Regulation of metallothionein synthesis and concomitant changes in the kinetics of zinc metabolism are influenced by dibutyryl cAMP, epinephrine, glucagon and dexamethasone in both intact rats and isolated rat liver parenchymal cells. Liver metallothionein levels were elevated many fold and were directly related to the transient hypozincemia produced following administration of these hormones or Bt2cAMP. Incubation of monolayer cultures of liver cells with these agents caused changes in both rapidly taken up 65Zn2+ and slow 65Zn2+ exchange; and increased metallothionein levels up to 7 fold.
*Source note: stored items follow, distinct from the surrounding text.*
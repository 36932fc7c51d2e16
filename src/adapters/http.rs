use crate::domain::ports::{Page, PageSource, StatementSource};
use crate::utils::error::{EtlError, Result};
use reqwest::Client;
use serde_json::Value;
use std::time::Duration;

pub const DEFAULT_ACCOUNTS_URL: &str = "https://data.brreg.no/regnskapsregisteret/regnskap";
pub const DEFAULT_TIMEOUT_SECONDS: u64 = 30;

/// HTTP client for both the entity register and the accounts register.
#[derive(Debug, Clone)]
pub struct BrregClient {
    client: Client,
    accounts_url: String,
}

impl BrregClient {
    pub fn new(accounts_url: impl Into<String>, timeout: Duration) -> Result<Self> {
        let client = Client::builder()
            .timeout(timeout)
            .user_agent(concat!("brreg-etl/", env!("CARGO_PKG_VERSION")))
            .build()?;

        Ok(Self {
            client,
            accounts_url: accounts_url.into().trim_end_matches('/').to_string(),
        })
    }

    async fn get_json(&self, url: &str, params: &[(String, String)]) -> Result<Value> {
        let mut request = self
            .client
            .get(url)
            .header(reqwest::header::ACCEPT, "application/json");
        if !params.is_empty() {
            request = request.query(params);
        }

        let response = request.send().await?;
        let status = response.status();
        tracing::debug!("GET {} -> {}", url, status);

        if !status.is_success() {
            return Err(EtlError::HttpStatusError {
                status: status.as_u16(),
                url: url.to_string(),
            });
        }

        Ok(response.json().await?)
    }
}

#[async_trait::async_trait]
impl PageSource for BrregClient {
    async fn fetch_page(&self, url: &str, params: &[(String, String)]) -> Result<Page> {
        let body = self.get_json(url, params).await?;
        Ok(parse_page(body))
    }
}

#[async_trait::async_trait]
impl StatementSource for BrregClient {
    async fn fetch_statements(&self, org_id: &str) -> Result<Value> {
        let url = format!("{}/{}", self.accounts_url, org_id);
        self.get_json(&url, &[]).await
    }
}

/// Entities live under `_embedded.enheter`, the next page under
/// `_links.next.href`. Both may be missing.
pub fn parse_page(mut body: Value) -> Page {
    let entities = match body
        .get_mut("_embedded")
        .and_then(|e| e.get_mut("enheter"))
        .map(Value::take)
    {
        Some(Value::Array(entities)) => entities,
        _ => Vec::new(),
    };

    let next = body
        .pointer("/_links/next/href")
        .and_then(Value::as_str)
        .filter(|href| !href.is_empty())
        .map(str::to_string);

    Page { entities, next }
}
Using a 32P-labeled oligonucleotide, corresponding to a 21 base sequence of the metallothionein gene as a hybridization probe, metallothionein mRNA levels were found to be increased by each hormone and cAMP in isolated liver cells and intact rats. This indicates metallothionein gene expression is regulated by cAMP in addition to metals and glucocorticoids. Free radical damage to isolated liver cells caused by t-butylhydroperoxide or 3-methylindole increased malondialdehyde production which could be reduced by addition of Zn2+ to the culture medium. This suggests zinc uptake influenced the extent of lipid peroxidation. Spin-trapping techniques using electron spin resonance showed zinc also reduced free radical formation by the isolated hepatocytes. The concentration of metallothionein in liver cells seems to be related to cellular functions of zinc and coordinately regulated by glucagon through changes in cAMP levels and glucocorticoids.